Thursday, February 24, 2011
review- mogwai- 'hardcore will never die, but you will'
Mogwai- ‘Hardcore Will Never Die, but you Will’
Let me preface this entry by saying that this is the first time I’ve ever been disappointed by a Mogwai record. A lot of people have criticized the combination of ‘Mr. Beast’ and ‘The Hawk is Howling’ as basically being the same album. I could see this point- if you listen to a playlist constructed from each track side by side the two albums’ respective tracklists were put together in an identical way- ‘Auto-Rock’ and ‘I’m Jim Morrison, I’m Dead,’ then ‘Glasgow Megasnake’ and ‘Batcat’ and so on and so forth. The similarities are undeniable, but to me the two albums are coming from a different enough place that the similarities to me are moot. In my mind ‘Mr. Beast’ is ‘Young Team’ to ‘The Hawk is Howling’s ‘Come on Die Young.’ The first two proper Mogwai releases were mining very similar territory as well, but few were brash enough to call ‘foul’ for that. It was for this reason that before I heard ‘Rock Action’ I was concerned that Mogwai would become a one-trick pony. They certainly could’ve and gone on to plenty of acclaim, acceptance and fortune (i.e. Explosions in the Sky or Sigur Rós), but they didn’t- ‘Rock Action,’ while definitely sagging in the middle from uneven-ness, pushed the band’s signature sound effortlessly into unexplored and rich territory. ‘Happy Songs for Happy People’ did this again, but more effortlessly and ‘Mr. Beast’ and ‘The Hawk is Howling’ continued to satisfy while fulfilling further mining of new ground (I’m sorry, but ‘The Sun Smells Too Loud’ is unlike anything that the band had ever attempted before and was executed with an aplomb and passion that few bands as far into their careers are capable of). ‘Special Moves’ pushed my undying devotion for Mogwai to unimagined heights. They could even pull off something as tired, risky and oftentimes pointless as a live record. It actually CAPTURED the visceral experience of witnessing them live (something I’d always assumed would be impossible)- it seemed like Mogwai could do no wrong. Then my friend from work walked in one day and handed me a copy of ‘Hardcore Will Never Die, but you Will’ (a record I was excited to death about hearing) and said, ‘I don’t know about this one- it’s awfully poppy.’

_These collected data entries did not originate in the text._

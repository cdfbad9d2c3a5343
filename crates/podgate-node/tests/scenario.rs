//! End-to-end scenarios over the full stack: signature verification, RBAC
//! expansion, permission checks, the artifact handlers, the query router,
//! and the admission webhook surface.
//!
//! Run with:
//!   cargo test -p podgate-node --test scenario

use std::sync::Arc;

use axum::body::Body;
use axum::http::{header, Request, StatusCode};
use http_body_util::BodyExt;
use tower::ServiceExt;

use podgate_artifact::Artifact;
use podgate_core::msg::{CreateArtifactMsg, DeleteArtifactMsg, Metadata, Msg};
use podgate_core::tx::Tx;
use podgate_core::types::Address;
use podgate_crypto::KeyPair;
use podgate_engine::query::QueryRouter;
use podgate_engine::TxEngine;
use podgate_node::{apply_genesis, build_engine, build_query_router, GenesisFile};
use podgate_store::MemStore;
use podgate_webhook::server::{router, AppState};
use podgate_webhook::PodValidator;

const CHAIN_ID: &str = "podgate-test-1";
const CHECKSUM: &str = "myChecksum123456";

// ── Keys and genesis ──────────────────────────────────────────────────────────

fn alice() -> KeyPair {
    KeyPair::from_seed([1u8; 32])
}

fn bob() -> KeyPair {
    KeyPair::from_seed([2u8; 32])
}

fn carol() -> KeyPair {
    KeyPair::from_seed([3u8; 32])
}

/// Genesis: role 1 "admin" holds the `_podgate.*` wildcard and is bound to
/// alice and bob; role 2 "devops" inherits admin (no own permissions) and
/// is bound to carol. One artifact owned by alice is pre-registered.
fn genesis() -> GenesisFile {
    serde_json::from_value(serde_json::json!({
        "chain_id": CHAIN_ID,
        "artifacts": [
            {"image": "genesis/app:v1", "checksum": "genesisChecksum0", "owner": alice().address.to_hex()}
        ],
        "rbac": {
            "roles": [
                {"name": "admin", "owner": alice().address.to_hex(), "permissions": ["_podgate.*"]},
                {"name": "devops", "owner": alice().address.to_hex(), "role_ids": [1]}
            ],
            "principals": [
                {"name": "alice", "signatures": [{"name": "alice-key", "address": alice().address.to_hex()}]},
                {"name": "bob", "signatures": [{"name": "bob-key", "address": bob().address.to_hex()}]},
                {"name": "carol", "signatures": [{"name": "carol-key", "address": carol().address.to_hex()}]}
            ],
            "role_bindings": [
                {"role_id": 1, "signature": alice().address.to_hex()},
                {"role_id": 1, "signature": bob().address.to_hex()},
                {"role_id": 2, "signature": carol().address.to_hex()}
            ]
        }
    }))
    .expect("static genesis parses")
}

fn setup() -> (MemStore, TxEngine, QueryRouter) {
    let mut store = MemStore::new();
    apply_genesis(&mut store, &genesis()).expect("genesis applies");
    (store, build_engine(CHAIN_ID), build_query_router())
}

// ── Transaction helpers ───────────────────────────────────────────────────────

fn signed(msg: Msg, kp: &KeyPair, nonce: u64) -> Vec<u8> {
    let mut tx = Tx::new(msg);
    tx.signatures
        .push(kp.sign_msg(CHAIN_ID, nonce, &tx.msg.encode().unwrap()));
    tx.encode().unwrap()
}

fn create_msg(image: &str, owner: Option<Address>) -> Msg {
    Msg::CreateArtifact(CreateArtifactMsg {
        metadata: Metadata::new(),
        image: image.into(),
        checksum: CHECKSUM.into(),
        owner,
    })
}

fn delete_msg(image: &str) -> Msg {
    Msg::DeleteArtifact(DeleteArtifactMsg {
        metadata: Metadata::new(),
        image: image.into(),
    })
}

fn store_dump(store: &MemStore) -> Vec<(Vec<u8>, Vec<u8>)> {
    use podgate_core::kv::KvRead;
    store.prefix_scan(b"").unwrap()
}

// ── S1/S2: create then query ──────────────────────────────────────────────────

#[test]
fn create_then_query_by_image() {
    let (mut store, engine, query) = setup();

    let raw = signed(create_msg("foo/bar:v0.0.1", Some(alice().address)), &alice(), 0);
    let res = engine.deliver_tx(&mut store, &raw);
    assert_eq!(res.code, 0, "deliver failed: {}", res.log);
    assert_eq!(res.data, b"foo/bar:v0.0.1".to_vec());

    let result = query.query(&store, "/artifacts", b"foo/bar:v0.0.1").unwrap();
    assert_eq!(result.len(), 1);
    let artifact: Artifact = bincode::deserialize(&result.values[0]).unwrap();
    assert_eq!(artifact.image, "foo/bar:v0.0.1");
    assert_eq!(artifact.checksum, CHECKSUM);
    assert_eq!(artifact.owner, alice().address);
}

#[test]
fn query_by_checksum_index() {
    let (mut store, engine, query) = setup();
    let raw = signed(create_msg("foo/bar:v0.0.1", None), &alice(), 0);
    assert_eq!(engine.deliver_tx(&mut store, &raw).code, 0);

    let result = query
        .query(&store, "/artifacts/checksum", CHECKSUM.as_bytes())
        .unwrap();
    assert_eq!(result.len(), 1);
    assert_eq!(result.keys[0], b"foo/bar:v0.0.1".to_vec());

    let result = query
        .query(&store, "/artifacts/checksum", b"unknownChecksum0")
        .unwrap();
    assert!(result.is_empty());
}

// ── S3: admission allow / deny ────────────────────────────────────────────────

fn admission_review(image: &str) -> String {
    serde_json::json!({
        "apiVersion": "admission.k8s.io/v1",
        "kind": "AdmissionReview",
        "request": {
            "uid": "uid-1",
            "kind": {"kind": "Pod"},
            "namespace": "default",
            "operation": "CREATE",
            "object": {"spec": {"containers": [{"name": "app", "image": image}]}}
        }
    })
    .to_string()
}

#[tokio::test]
async fn admission_allow_and_deny() {
    let (mut store, engine, _) = setup();
    let raw = signed(create_msg("foo/bar:v0.0.1", None), &alice(), 0);
    assert_eq!(engine.deliver_tx(&mut store, &raw).code, 0);

    let read_store = Arc::new(store);
    let query = Arc::new(build_query_router());
    let state = Arc::new(AppState {
        validator: PodValidator::new(Arc::clone(&read_store), Arc::clone(&query), Default::default()),
        store: read_store,
        query,
        tx_sender: None,
    });
    let app = router(state, "/validate-v1-pod");

    let response = app
        .clone()
        .oneshot(
            Request::post("/validate-v1-pod")
                .header(header::CONTENT_TYPE, "application/json")
                .body(Body::from(admission_review("foo/bar:v0.0.1")))
                .unwrap(),
        )
        .await
        .unwrap();
    assert_eq!(response.status(), StatusCode::OK);
    let body: serde_json::Value =
        serde_json::from_slice(&response.into_body().collect().await.unwrap().to_bytes()).unwrap();
    assert_eq!(body["response"]["allowed"], true);
    assert_eq!(body["response"]["status"]["code"], 200);

    let response = app
        .oneshot(
            Request::post("/validate-v1-pod")
                .header(header::CONTENT_TYPE, "application/json")
                .body(Body::from(admission_review("any/unknown:image")))
                .unwrap(),
        )
        .await
        .unwrap();
    assert_eq!(response.status(), StatusCode::OK);
    let body: serde_json::Value =
        serde_json::from_slice(&response.into_body().collect().await.unwrap().to_bytes()).unwrap();
    assert_eq!(body["response"]["allowed"], false);
    assert_eq!(body["response"]["status"]["code"], 404);
}

// ── S4: delete requires owner ─────────────────────────────────────────────────

#[test]
fn delete_requires_owner() {
    let (mut store, engine, _) = setup();
    let raw = signed(create_msg("foo/bar:v0.0.1", None), &alice(), 0);
    assert_eq!(engine.deliver_tx(&mut store, &raw).code, 0);

    // Bob holds the admin wildcard but does not own the artifact.
    let before = store_dump(&store);
    let res = engine.deliver_tx(&mut store, &signed(delete_msg("foo/bar:v0.0.1"), &bob(), 0));
    assert_eq!(res.code, 403, "expected unauthorized, got: {}", res.log);
    assert_eq!(store_dump(&store), before, "failed deliver must not change the store");

    let res = engine.deliver_tx(&mut store, &signed(delete_msg("foo/bar:v0.0.1"), &alice(), 1));
    assert_eq!(res.code, 0, "owner delete failed: {}", res.log);
}

#[test]
fn signer_without_role_is_rejected_before_dispatch() {
    let (mut store, engine, _) = setup();
    let mallory = KeyPair::from_seed([9u8; 32]);
    let res = engine.deliver_tx(&mut store, &signed(create_msg("evil/app:v1", None), &mallory, 0));
    assert_eq!(res.code, 403);
}

// ── S5: role indirection with wildcard grant ─────────────────────────────────

#[test]
fn wildcard_role_grants_delete() {
    let (mut store, engine, _) = setup();

    // The genesis artifact is owned by alice; her admin binding's
    // `_podgate.*` wildcard covers `_podgate.artifacts.delete`.
    let mut tx = Tx::new(delete_msg("genesis/app:v1"));
    tx.multisig_ids = vec![1];
    tx.signatures
        .push(alice().sign_msg(CHAIN_ID, 0, &tx.msg.encode().unwrap()));
    let res = engine.deliver_tx(&mut store, &tx.encode().unwrap());
    assert_eq!(res.code, 0, "deliver failed: {}", res.log);

    let query = build_query_router();
    assert!(query
        .query(&store, "/artifacts", b"genesis/app:v1")
        .unwrap()
        .is_empty());
}

// ── S6: inheritance ──────────────────────────────────────────────────────────

#[test]
fn inherited_role_grants_permissions() {
    let (mut store, engine, _) = setup();

    // Carol is bound to devops alone, which inherits all admin permissions.
    let raw = signed(create_msg("carol/app:v1", None), &carol(), 0);
    let res = engine.deliver_tx(&mut store, &raw);
    assert_eq!(res.code, 0, "deliver failed: {}", res.log);
}

#[test]
fn role_resolution_charges_each_role_once() {
    let (mut store, engine, _) = setup();
    let raw = signed(create_msg("carol/app:v1", None), &carol(), 0);
    let res = engine.check_tx(&mut store, &raw);
    assert_eq!(res.code, 0, "check failed: {}", res.log);
    assert_eq!(res.gas_allocated, 100);
    // devops + inherited admin, 10 gas each.
    assert_eq!(res.gas_payment, 20);
}

// ── Properties ───────────────────────────────────────────────────────────────

#[test]
fn replicas_reach_identical_state() {
    let txs = vec![
        signed(create_msg("foo/bar:v0.0.1", None), &alice(), 0),
        signed(create_msg("baz/qux:v2", None), &carol(), 0),
        signed(delete_msg("foo/bar:v0.0.1"), &alice(), 1),
        // A failing transaction must fail identically on both replicas.
        signed(delete_msg("no/such:image"), &alice(), 2),
    ];

    let run = || {
        let (mut store, engine, _) = setup();
        let codes: Vec<u32> = txs
            .iter()
            .map(|raw| engine.deliver_tx(&mut store, raw).code)
            .collect();
        (codes, store_dump(&store))
    };

    let (codes_a, dump_a) = run();
    let (codes_b, dump_b) = run();
    assert_eq!(codes_a, codes_b);
    assert_eq!(dump_a, dump_b);
    assert_eq!(codes_a[3], 404);
}

#[test]
fn nonce_must_strictly_increase() {
    let (mut store, engine, _) = setup();
    assert_eq!(
        engine
            .deliver_tx(&mut store, &signed(create_msg("a/one:v1", None), &alice(), 0))
            .code,
        0
    );
    // Re-using nonce 0 is invalid.
    let res = engine.deliver_tx(&mut store, &signed(create_msg("a/two:v1", None), &alice(), 0));
    assert_eq!(res.code, 400);
    // The next valid nonce is 1.
    assert_eq!(
        engine
            .deliver_tx(&mut store, &signed(create_msg("a/two:v1", None), &alice(), 1))
            .code,
        0
    );
}

#[test]
fn check_does_not_mutate_state() {
    let (mut store, engine, _) = setup();
    let raw = signed(create_msg("foo/bar:v0.0.1", None), &alice(), 0);

    let before = store_dump(&store);
    assert_eq!(engine.check_tx(&mut store, &raw).code, 0);
    assert_eq!(store_dump(&store), before);

    // The same nonce still delivers: Check consumed nothing.
    assert_eq!(engine.deliver_tx(&mut store, &raw).code, 0);
}

#[test]
fn state_survives_restart() {
    use podgate_store::SledStore;

    let dir = tempfile::tempdir().unwrap();
    {
        let mut store = SledStore::open(dir.path()).unwrap();
        apply_genesis(&mut store, &genesis()).unwrap();
        let engine = build_engine(CHAIN_ID);
        let raw = signed(create_msg("foo/bar:v0.0.1", None), &alice(), 0);
        assert_eq!(engine.deliver_tx(&mut store, &raw).code, 0);
        store.flush().unwrap();
    }

    let store = SledStore::open(dir.path()).unwrap();
    assert!(!store.is_empty());
    let query = build_query_router();
    assert_eq!(
        query.query(&store, "/artifacts", b"foo/bar:v0.0.1").unwrap().len(),
        1
    );
}

#[test]
fn index_stays_consistent_across_lifecycle() {
    let (mut store, engine, query) = setup();
    let raw = signed(create_msg("foo/bar:v0.0.1", None), &alice(), 0);
    assert_eq!(engine.deliver_tx(&mut store, &raw).code, 0);

    let hits = query
        .query(&store, "/artifacts/checksum", CHECKSUM.as_bytes())
        .unwrap();
    assert_eq!(hits.len(), 1);

    let raw = signed(delete_msg("foo/bar:v0.0.1"), &alice(), 1);
    assert_eq!(engine.deliver_tx(&mut store, &raw).code, 0);

    let hits = query
        .query(&store, "/artifacts/checksum", CHECKSUM.as_bytes())
        .unwrap();
    assert!(hits.is_empty());

    // The genesis artifact's index entry is untouched.
    let hits = query
        .query(&store, "/artifacts/checksum", b"genesisChecksum0")
        .unwrap();
    assert_eq!(hits.len(), 1);
    assert!(hits.keys.iter().any(|k| k == b"genesis/app:v1"));
}
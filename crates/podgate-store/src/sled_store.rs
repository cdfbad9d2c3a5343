use std::path::Path;

use podgate_core::error::GateError;
use podgate_core::kv::{KvRead, KvStore};

/// Committed state backed by sled (pure-Rust, no C dependencies).
///
/// A single tree holds the whole keyspace; bucket and index prefixes keep it
/// partitioned (see `bucket.rs`). The deliver path mutates this store only
/// through a flushed [`crate::CacheWrap`], so concurrent readers observe
/// committed entries exclusively.
/// Cloning yields another handle onto the same tree (sled is internally
/// reference-counted); the node gives the single-writer loop one handle and
/// the read-side another.
#[derive(Clone)]
pub struct SledStore {
    _db: sled::Db,
    tree: sled::Tree,
}

impl SledStore {
    /// Open or create the state database at `path`.
    pub fn open<P: AsRef<Path>>(path: P) -> Result<Self, GateError> {
        let db = sled::open(path).map_err(|e| GateError::Storage(e.to_string()))?;
        let tree = db
            .open_tree("state")
            .map_err(|e| GateError::Storage(e.to_string()))?;
        Ok(Self { _db: db, tree })
    }

    /// Flush all pending writes to disk.
    pub fn flush(&self) -> Result<(), GateError> {
        self._db
            .flush()
            .map_err(|e| GateError::Storage(e.to_string()))?;
        Ok(())
    }

    pub fn is_empty(&self) -> bool {
        self.tree.is_empty()
    }
}

impl KvRead for SledStore {
    fn get(&self, key: &[u8]) -> Result<Option<Vec<u8>>, GateError> {
        self.tree
            .get(key)
            .map(|v| v.map(|iv| iv.to_vec()))
            .map_err(|e| GateError::Storage(e.to_string()))
    }

    fn has(&self, key: &[u8]) -> Result<bool, GateError> {
        self.tree
            .contains_key(key)
            .map_err(|e| GateError::Storage(e.to_string()))
    }

    fn prefix_scan(&self, prefix: &[u8]) -> Result<Vec<(Vec<u8>, Vec<u8>)>, GateError> {
        let mut out = Vec::new();
        for item in self.tree.scan_prefix(prefix) {
            let (k, v) = item.map_err(|e| GateError::Storage(e.to_string()))?;
            out.push((k.to_vec(), v.to_vec()));
        }
        Ok(out)
    }
}

impl KvStore for SledStore {
    fn put(&mut self, key: &[u8], value: &[u8]) -> Result<(), GateError> {
        self.tree
            .insert(key, value)
            .map_err(|e| GateError::Storage(e.to_string()))?;
        Ok(())
    }

    fn delete(&mut self, key: &[u8]) -> Result<(), GateError> {
        self.tree
            .remove(key)
            .map_err(|e| GateError::Storage(e.to_string()))?;
        Ok(())
    }
}
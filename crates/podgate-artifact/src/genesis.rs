use serde::Deserialize;
use tracing::info;

use podgate_core::error::GateError;
use podgate_core::kv::KvStore;
use podgate_core::msg::Metadata;
use podgate_core::types::Address;
use podgate_store::Model;

use crate::model::{bucket, Artifact};

/// One genesis entry of the artifact registry. Addresses are hex-encoded in
/// the genesis file.
#[derive(Clone, Debug, Deserialize)]
pub struct GenesisArtifact {
    pub image: String,
    pub checksum: String,
    pub owner: String,
}

/// Seed the artifact registry from genesis. Every entry must validate and
/// carry a fresh image; the first structural error aborts the load.
pub fn from_genesis(store: &mut dyn KvStore, entries: &[GenesisArtifact]) -> Result<(), GateError> {
    let b = bucket();
    for (i, entry) in entries.iter().enumerate() {
        let owner = Address::from_hex(&entry.owner).map_err(|e| {
            GateError::Invalid(format!("[{i}] artifact {:?}: bad owner: {e}", entry.image))
        })?;
        let artifact = Artifact {
            metadata: Metadata::new(),
            image: entry.image.clone(),
            checksum: entry.checksum.clone(),
            owner,
        };
        artifact.validate().map_err(|e| {
            GateError::Invalid(format!("[{i}] artifact {:?} is invalid: {e}", entry.image))
        })?;

        if b.has(&*store, entry.image.as_bytes())? {
            return Err(GateError::Invalid(format!(
                "[{i}] duplicate artifact {:?}",
                entry.image
            )));
        }
        b.put(store, Some(entry.image.as_bytes()), &artifact)?;
    }
    info!(count = entries.len(), "genesis: artifact registry seeded");
    Ok(())
}
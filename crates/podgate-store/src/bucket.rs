use serde::de::DeserializeOwned;
use serde::Serialize;

use podgate_core::error::GateError;
use podgate_core::kv::{KvRead, KvStore};

// ── Key layout ───────────────────────────────────────────────────────────────
//
//   <bucket>:<key>                      → bincode(entity)
//   _i.<bucket>_<index>:<ik>            → primary key          (unique index)
//   _i.<bucket>_<index>:<ik>:<key>      → primary key          (multi index)
//   _s.<bucket>.id                      → 8-byte BE counter

/// Primary key under the bucket prefix.
pub fn db_key(bucket: &str, key: &[u8]) -> Vec<u8> {
    let mut out = Vec::with_capacity(bucket.len() + 1 + key.len());
    out.extend_from_slice(bucket.as_bytes());
    out.push(b':');
    out.extend_from_slice(key);
    out
}

/// Scan prefix covering a whole bucket.
pub fn bucket_prefix(bucket: &str) -> Vec<u8> {
    db_key(bucket, b"")
}

/// Entry key of a unique index.
pub fn index_key(bucket: &str, index: &str, ik: &[u8]) -> Vec<u8> {
    let mut out = format!("_i.{bucket}_{index}:").into_bytes();
    out.extend_from_slice(ik);
    out
}

/// Scan prefix of a multi-key index for one index value.
pub fn index_scan_prefix(bucket: &str, index: &str, ik: &[u8]) -> Vec<u8> {
    let mut out = index_key(bucket, index, ik);
    out.push(b':');
    out
}

fn index_entry_key(bucket: &str, index: &str, ik: &[u8], primary: &[u8]) -> Vec<u8> {
    let mut out = index_scan_prefix(bucket, index, ik);
    out.extend_from_slice(primary);
    out
}

// ── Sequence ─────────────────────────────────────────────────────────────────

/// Monotonic 8-byte big-endian counter persisted at `_s.<bucket>.id`.
/// The first allocated value is 1.
pub struct Sequence {
    key: Vec<u8>,
}

impl Sequence {
    pub fn new(bucket: &str) -> Self {
        Self {
            key: format!("_s.{bucket}.id").into_bytes(),
        }
    }

    pub fn next_val(&self, store: &mut dyn KvStore) -> Result<u64, GateError> {
        let current = match store.get(&self.key)? {
            Some(raw) => {
                let arr: [u8; 8] = raw.as_slice().try_into().map_err(|_| {
                    GateError::Human(format!(
                        "sequence {} holds {} bytes, want 8",
                        String::from_utf8_lossy(&self.key),
                        raw.len()
                    ))
                })?;
                u64::from_be_bytes(arr)
            }
            None => 0,
        };
        let next = current + 1;
        store.put(&self.key, &next.to_be_bytes())?;
        Ok(next)
    }
}

// ── ModelBucket ──────────────────────────────────────────────────────────────

/// An entity persisted by a [`ModelBucket`]. Validation runs on every put.
pub trait Model: Serialize + DeserializeOwned {
    fn validate(&self) -> Result<(), GateError>;
}

type Indexer<M> = fn(&M) -> Vec<Vec<u8>>;

struct Index<M> {
    name: &'static str,
    unique: bool,
    indexer: Indexer<M>,
}

/// A typed collection over the raw store: name prefix, entity schema, an
/// optional ID sequence, and secondary indexes whose upkeep is transactional
/// with primary writes (the caller's cache-wrap makes the pair atomic).
///
/// The runtime type check of a dynamically-typed bucket becomes the `M`
/// parameter here: storing the wrong entity type is a compile error.
pub struct ModelBucket<M: Model> {
    name: &'static str,
    sequence: Option<Sequence>,
    indexes: Vec<Index<M>>,
}

impl<M: Model> ModelBucket<M> {
    pub fn new(name: &'static str) -> Self {
        Self {
            name,
            sequence: None,
            indexes: Vec::new(),
        }
    }

    /// Draw primary keys from the bucket's sequence when `put` gets no key.
    pub fn with_sequence(mut self) -> Self {
        self.sequence = Some(Sequence::new(self.name));
        self
    }

    pub fn with_index(mut self, name: &'static str, indexer: Indexer<M>, unique: bool) -> Self {
        self.indexes.push(Index {
            name,
            unique,
            indexer,
        });
        self
    }

    pub fn name(&self) -> &'static str {
        self.name
    }

    /// Allocate the next sequence value. Used by genesis loaders that need
    /// the id before constructing the entity.
    pub fn next_seq(&self, store: &mut dyn KvStore) -> Result<u64, GateError> {
        match &self.sequence {
            Some(seq) => seq.next_val(store),
            None => Err(GateError::Human(format!(
                "bucket {} has no id sequence",
                self.name
            ))),
        }
    }

    /// Validate and store `entity`. With `key == None` the primary key is
    /// drawn from the bucket's sequence (8-byte big-endian). Returns the key
    /// the entity was stored under.
    pub fn put(
        &self,
        store: &mut dyn KvStore,
        key: Option<&[u8]>,
        entity: &M,
    ) -> Result<Vec<u8>, GateError> {
        entity
            .validate()
            .map_err(|e| GateError::Invalid(format!("invalid {} model: {e}", self.name)))?;

        let key = match key {
            Some(k) => k.to_vec(),
            None => self.next_seq(store)?.to_be_bytes().to_vec(),
        };

        // Unique collisions are detected before anything is written.
        for idx in self.indexes.iter().filter(|i| i.unique) {
            for ik in (idx.indexer)(entity) {
                if let Some(existing) = store.get(&index_key(self.name, idx.name, &ik))? {
                    if existing != key {
                        return Err(GateError::Duplicate(format!(
                            "index {}/{} already binds {}",
                            self.name,
                            idx.name,
                            hex::encode(&ik)
                        )));
                    }
                }
            }
        }

        // Index entries computed from the previous value are removed before
        // the new ones are inserted.
        let old = self.load(&*store, &key)?;
        if let Some(old_entity) = &old {
            self.remove_index_entries(store, &key, old_entity)?;
        }

        let raw =
            bincode::serialize(entity).map_err(|e| GateError::Serialization(e.to_string()))?;
        store.put(&db_key(self.name, &key), &raw)?;
        self.insert_index_entries(store, &key, entity)?;
        Ok(key)
    }

    /// Read exactly one entity.
    pub fn one(&self, store: &dyn KvRead, key: &[u8]) -> Result<M, GateError> {
        self.load(store, key)?
            .ok_or_else(|| GateError::NotFound(format!("{} not in the store", self.name)))
    }

    pub fn has(&self, store: &dyn KvRead, key: &[u8]) -> Result<bool, GateError> {
        store.has(&db_key(self.name, key))
    }

    /// Look up entities through a secondary index. Returns `(key, entity)`
    /// pairs; empty when nothing matches.
    pub fn by_index(
        &self,
        store: &dyn KvRead,
        index: &str,
        ik: &[u8],
    ) -> Result<Vec<(Vec<u8>, M)>, GateError> {
        let idx = self
            .indexes
            .iter()
            .find(|i| i.name == index)
            .ok_or_else(|| {
                GateError::Human(format!("bucket {} has no index {index}", self.name))
            })?;

        let primary_keys: Vec<Vec<u8>> = if idx.unique {
            match store.get(&index_key(self.name, index, ik))? {
                Some(primary) => vec![primary],
                None => Vec::new(),
            }
        } else {
            store
                .prefix_scan(&index_scan_prefix(self.name, index, ik))?
                .into_iter()
                .map(|(_, primary)| primary)
                .collect()
        };

        let mut out = Vec::with_capacity(primary_keys.len());
        for key in primary_keys {
            let entity = self.one(store, &key).map_err(|e| match e {
                // A dangling index entry is an invariant violation, not a
                // caller mistake.
                GateError::NotFound(_) => GateError::Human(format!(
                    "index {}/{index} points at missing key {}",
                    self.name,
                    hex::encode(&key)
                )),
                other => other,
            })?;
            out.push((key, entity));
        }
        Ok(out)
    }

    /// Delete an entity and its index entries.
    pub fn delete(&self, store: &mut dyn KvStore, key: &[u8]) -> Result<(), GateError> {
        let entity = self.one(&*store, key)?;
        self.remove_index_entries(store, key, &entity)?;
        store.delete(&db_key(self.name, key))
    }

    fn load(&self, store: &dyn KvRead, key: &[u8]) -> Result<Option<M>, GateError> {
        match store.get(&db_key(self.name, key))? {
            Some(raw) => {
                let entity = bincode::deserialize(&raw)
                    .map_err(|e| GateError::Storage(format!("corrupt {} record: {e}", self.name)))?;
                Ok(Some(entity))
            }
            None => Ok(None),
        }
    }

    fn insert_index_entries(
        &self,
        store: &mut dyn KvStore,
        key: &[u8],
        entity: &M,
    ) -> Result<(), GateError> {
        for idx in &self.indexes {
            for ik in (idx.indexer)(entity) {
                let entry = if idx.unique {
                    index_key(self.name, idx.name, &ik)
                } else {
                    index_entry_key(self.name, idx.name, &ik, key)
                };
                store.put(&entry, key)?;
            }
        }
        Ok(())
    }

    fn remove_index_entries(
        &self,
        store: &mut dyn KvStore,
        key: &[u8],
        entity: &M,
    ) -> Result<(), GateError> {
        for idx in &self.indexes {
            for ik in (idx.indexer)(entity) {
                let entry = if idx.unique {
                    index_key(self.name, idx.name, &ik)
                } else {
                    index_entry_key(self.name, idx.name, &ik, key)
                };
                store.delete(&entry)?;
            }
        }
        Ok(())
    }
}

I’ve only attempted two listens so far. I had already heard ‘Rano Pano’ before- I remember feeling concerned when it ended up being the most lackluster 45 I’d picked up in a long time. ‘Mexican Grand Prix’ to me is the biggest offender- while I wasn’t wild about hearing Mogwai attempt a Kraftwerk/Stereolab-type song I was beginning to get with it until that most obnoxious vocoder started in. I actually find its presence on ‘Hunted by a Freak’ and ‘I’m Jim Morrison, I’m Dead’ perfectly valid as a textural choice that added something to the proceedings. Here it just seemed hackneyed, pointless and irritating. From there ‘Rano Pano’ sounds like the idiotic younger sibling of ‘Glasgow Megasnake’ and ‘Batcat’ and in the rest I found little to distinguish from one track to the next until the final three tracks- which is the only part of the album that I feel is worth the time spent listening to it. They’re all so good that it almost punctuates my disappointment with the album as a whole as it seems evidence to me of what they COULD’VE done on the rest of the album if they hadn’t been busy cooking up something sunnier and poppier sounding. 'How to Be a Werewolf' even has the pop-leanings of the earlier tracks, but manages to pull them off without sounding labored-over and contrived. I don’t even have an objection to their poppier side- ‘The Sun Smells too Loud’ is one of my favourites on ‘The Hawk is Howling’- here it just sounds like a band playing up to a forced idea of what they should be doing. They've always managed to sound invigorated, passionate and serious about what they were doing, but that spark seems to be missing for much of the beginning part of the record. The plethora of positive reviews are truly baffling to me. I will continue to listen to the record on the off chance that I warm up to it, but it just seems to me to reek of half-heartedness and has all the trappings of a forced artistic about-face.
Even with all of this being as it is I find it difficult to be too hard on them- they did have an amazing seven album run (eight if you count ‘Special Moves’) and that’s nothing to sneeze at. That said I’m probably not going to shell out $27 to see them at the Metro in April. There are too many other shows coming through town that month that I’m more excited to see.